Charlotte Glasson (born 1 March 1973, London, England) is a British multi-instrumentalist, bandleader, composer and session player, playing soprano, alto, tenor and baritone saxophone, flute, alto flute, piccolo, clarinet, bass clarinet, violin and viola, penny whistle, melodica, percussion, and saw.

==Early life==
Charlotte started playing the violin at the age of five, got a guitar when she was seven and taught herself how to play Beatle tunes, and then got a saxophone for Christmas when she was 12.
Charlotte went on to study Music at Kingston University, after which she progressed into a career as a session musician, bandleader and composer/arranger.

== Career ==
Glasson plays jazz, classical music, blues, soul, funk, Latin, country and everything in between. She has composed music for an Art Installation at The Ashmolean Museum in Oxford with Chinese Artist Qu Leilei, and music for theatre performances by George Dillon. She leads the Charlotte Glasson Band, who perform her compositions along with those of the band.
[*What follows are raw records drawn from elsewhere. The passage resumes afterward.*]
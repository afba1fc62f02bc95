//! In-memory `WorkerStore`, backed by a `DashMap`.

use async_trait::async_trait;
use chrono::Utc;
use dashmap::DashMap;
use schedora_core::error::{Result, SchedoraError};
use schedora_core::store::WorkerStore;
use schedora_core::worker::{NewWorker, ResourceSample, Worker, WorkerStatus};

#[derive(Default)]
pub struct InMemoryWorkerStore {
    workers: DashMap<String, Worker>,
}

impl InMemoryWorkerStore {
    pub fn new() -> Self {
        Self::default()
    }
}

#[async_trait]
impl WorkerStore for InMemoryWorkerStore {
    async fn register(&self, new_worker: NewWorker) -> Result<Worker> {
        let now = Utc::now();
        let worker = Worker {
            worker_id: new_worker.worker_id.clone(),
            hostname: new_worker.hostname,
            pid: new_worker.pid,
            version: new_worker.version,
            max_concurrent_jobs: new_worker.max_concurrent_jobs,
            current_job_count: 0,
            jobs_processed: 0,
            jobs_succeeded: 0,
            jobs_failed: 0,
            cpu_percent: None,
            memory_mb: None,
            capabilities: new_worker.capabilities,
            metadata: new_worker.metadata,
            status: WorkerStatus::Active,
            started_at: Some(now),
            stopped_at: None,
            last_heartbeat_at: None,
        };
        self.workers.insert(new_worker.worker_id, worker.clone());
        Ok(worker)
    }

    async fn get_worker(&self, worker_id: &str) -> Result<Worker> {
        self.workers
            .get(worker_id)
            .map(|w| w.clone())
            .ok_or_else(|| SchedoraError::WorkerNotFound(worker_id.to_string()))
    }

    async fn list_workers(&self, status: Option<WorkerStatus>) -> Result<Vec<Worker>> {
        Ok(self
            .workers
            .iter()
            .filter(|w| status.map_or(true, |s| w.status == s))
            .map(|w| w.clone())
            .collect())
    }

    async fn heartbeat(&self, worker_id: &str, sample: Option<ResourceSample>) -> Result<Worker> {
        let mut entry = self
            .workers
            .get_mut(worker_id)
            .ok_or_else(|| SchedoraError::WorkerNotFound(worker_id.to_string()))?;
        entry.last_heartbeat_at = Some(Utc::now());
        if let Some(sample) = sample {
            if sample.cpu_percent.is_some() {
                entry.cpu_percent = sample.cpu_percent;
            }
            if sample.memory_mb.is_some() {
                entry.memory_mb = sample.memory_mb;
            }
        }
        Ok(entry.clone())
    }

    async fn mark_stale(&self, worker_id: &str) -> Result<Worker> {
        let mut entry = self
            .workers
            .get_mut(worker_id)
            .ok_or_else(|| SchedoraError::WorkerNotFound(worker_id.to_string()))?;
        if entry.status == WorkerStatus::Active {
            entry.status = WorkerStatus::Stale;
        }
        Ok(entry.clone())
    }

    async fn deregister(&self, worker_id: &str) -> Result<Worker> {
        let mut entry = self
            .workers
            .get_mut(worker_id)
            .ok_or_else(|| SchedoraError::WorkerNotFound(worker_id.to_string()))?;
        entry.status = WorkerStatus::Stopped;
        entry.stopped_at = Some(Utc::now());
        Ok(entry.clone())
    }

    async fn adjust_job_count(&self, worker_id: &str, delta: i32) -> Result<()> {
        if let Some(mut entry) = self.workers.get_mut(worker_id) {
            let max = entry.max_concurrent_jobs;
            entry.current_job_count = (entry.current_job_count + delta).clamp(0, max);
        }
        Ok(())
    }

    async fn record_completion(&self, worker_id: &str, succeeded: bool) -> Result<()> {
        if let Some(mut entry) = self.workers.get_mut(worker_id) {
            entry.jobs_processed += 1;
            if succeeded {
                entry.jobs_succeeded += 1;
            } else {
                entry.jobs_failed += 1;
            }
        }
        Ok(())
    }

    async fn delete_stopped_before(&self, cutoff: chrono::DateTime<Utc>) -> Result<u64> {
        let to_remove: Vec<String> = self
            .workers
            .iter()
            .filter(|w| w.status == WorkerStatus::Stopped && w.stopped_at.map_or(false, |t| t < cutoff))
            .map(|w| w.worker_id.clone())
            .collect();
        let n = to_remove.len() as u64;
        for worker_id in to_remove {
            self.workers.remove(&worker_id);
        }
        Ok(n)
    }
}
Glasson has played with Roxy Music and is also part of the band of Camille O'Sullivan. She has been a member of Three Friends, a progressive rock band who perform the music of Gentle Giant, and was a regular of the cast for The Lost and Found Orchestra. She is currently touring as a member of The Waeve and appears on the "City Lights Sessions (Live)" album.
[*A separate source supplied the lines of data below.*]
//! In-memory store implementations and fixture builders for testing the
//! Schedora engine without a live Postgres or Redis instance.
//!
//! `InMemoryJobStore`/`InMemoryWorkerStore`/`InMemoryWorkflowStore`
//! implement the same traits `schedora-postgres` does; `InMemoryPriorityQueue`,
//! `InMemoryHeartbeatMarker` and `InMemoryAssignmentTracker` stand in for
//! `schedora-queue`. Everything here is process-local and single-binary
//! only — no isolation or durability guarantees are attempted.

mod fixtures;
mod job_store;
mod side_store;
mod worker_store;
mod workflow_store;

pub use fixtures::{JobFactory, WorkerFactory, WorkflowFactory};
pub use job_store::InMemoryJobStore;
pub use side_store::{InMemoryAssignmentTracker, InMemoryHeartbeatMarker, InMemoryPriorityQueue};
pub use worker_store::InMemoryWorkerStore;
pub use workflow_store::InMemoryWorkflowStore;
Music critic Jackie Hayden described Glasson's playing as: "If you've ever wondered what smiles sound like, this is it."

== Bands and solo artist discography ==
as Charlotte Glasson / Charlotte Glasson Band
- Escapade (2005)
- Travels with Charlotte Glasson (2008)
- Charlotte’s World Wide Web (2010)
- Playground (2011)
- Live (2012)
- Festivus (2014)
- Robots (2018)
- Bonito (2022)
- Cosmo's Cosmo (2024)

other projects
- Que Pasa: Glass Blower (2004) – Latin Jazz with Chris Kibble on piano, Quentin Collins on trumpet, and Adam Riley on drums
- Lazy Days (2005) – with Jez Tonkin
- Shadow Dance (2009) – with Dan Hewson
- Tritones – with Sam Arts and Sam Glasson (2009)
- Camille Sings Cave Live - Camille O'Sullivan Camille O'Sullivan (2019)

as a session musician
- Barry Adamson – Know Where To Run
- James Blackshaw – All Is Falling, Holly EP, Fantomas
- Nick Cave and The Bad Seeds - Skeleton Tree
- The Divine Comedy – Casanova, A Short Album About Love, Fin de Siècle, Victory for the Comic Muse, Bang Goes the Knighthood
- Andy Mackay – 3Psalms
- Claire Martin – Take My Heart, Perfect Alibi
- Oasis – Standing on the Shoulder of Giants
- Nerina Pallot – The Graduate
- Chris Spedding – Pearls, Joyland
- UNKLE – "The Knock on Effect"
- Jah Wobble – Fly

==Film and television work==
- Raw – composer Jim Williams – viola
- Possessor - composer Jim Williams - viola & violin
- One More Time with Feeling – viola<
- A Field in England – composer Jim Williams – viola
- Danger Mouse – composer Sanj Sen – soprano, alto, tenor, baritone sax, flute and alto flute
- Moshi Monsters: The Movie – composer – Sanj Sen – bass clarinet, clarinet, flute, alto flute, piccolo
- Bad Girls – appearing in the TV series 2 and 3 – tenor sax
- A Mother 's Son – composer Daniel Pemberton – viola
- Money – composer Daniel Pemberton – tenor and alto sax
- Vanity Fair – composer Murray Gold – baritone sax
- Desperate Romantics – composer Daniel Pemberton – baritone sax
- PG-Tips advert- Joby Talbot – baritone sax
- Young Musician of the Year theme Joby Talbot – soprano sax
- Tomorrows World theme – composer Neil Hannon/Joby Talbot – flute sax
- Ice Road Truckers – composer Daniel Pemberton – flute viola sax

== Compositions and arrangements ==
Theatre plays by George Dillon:
- Graft
- Hell and other stories
- The Gospel of Matthew
- The man who was Hamlet
- Hamlet

Everyone's Life is an Epic, an art installation at the Ashmolean Museum in Oxford with Chinese Artist Qu Leilei.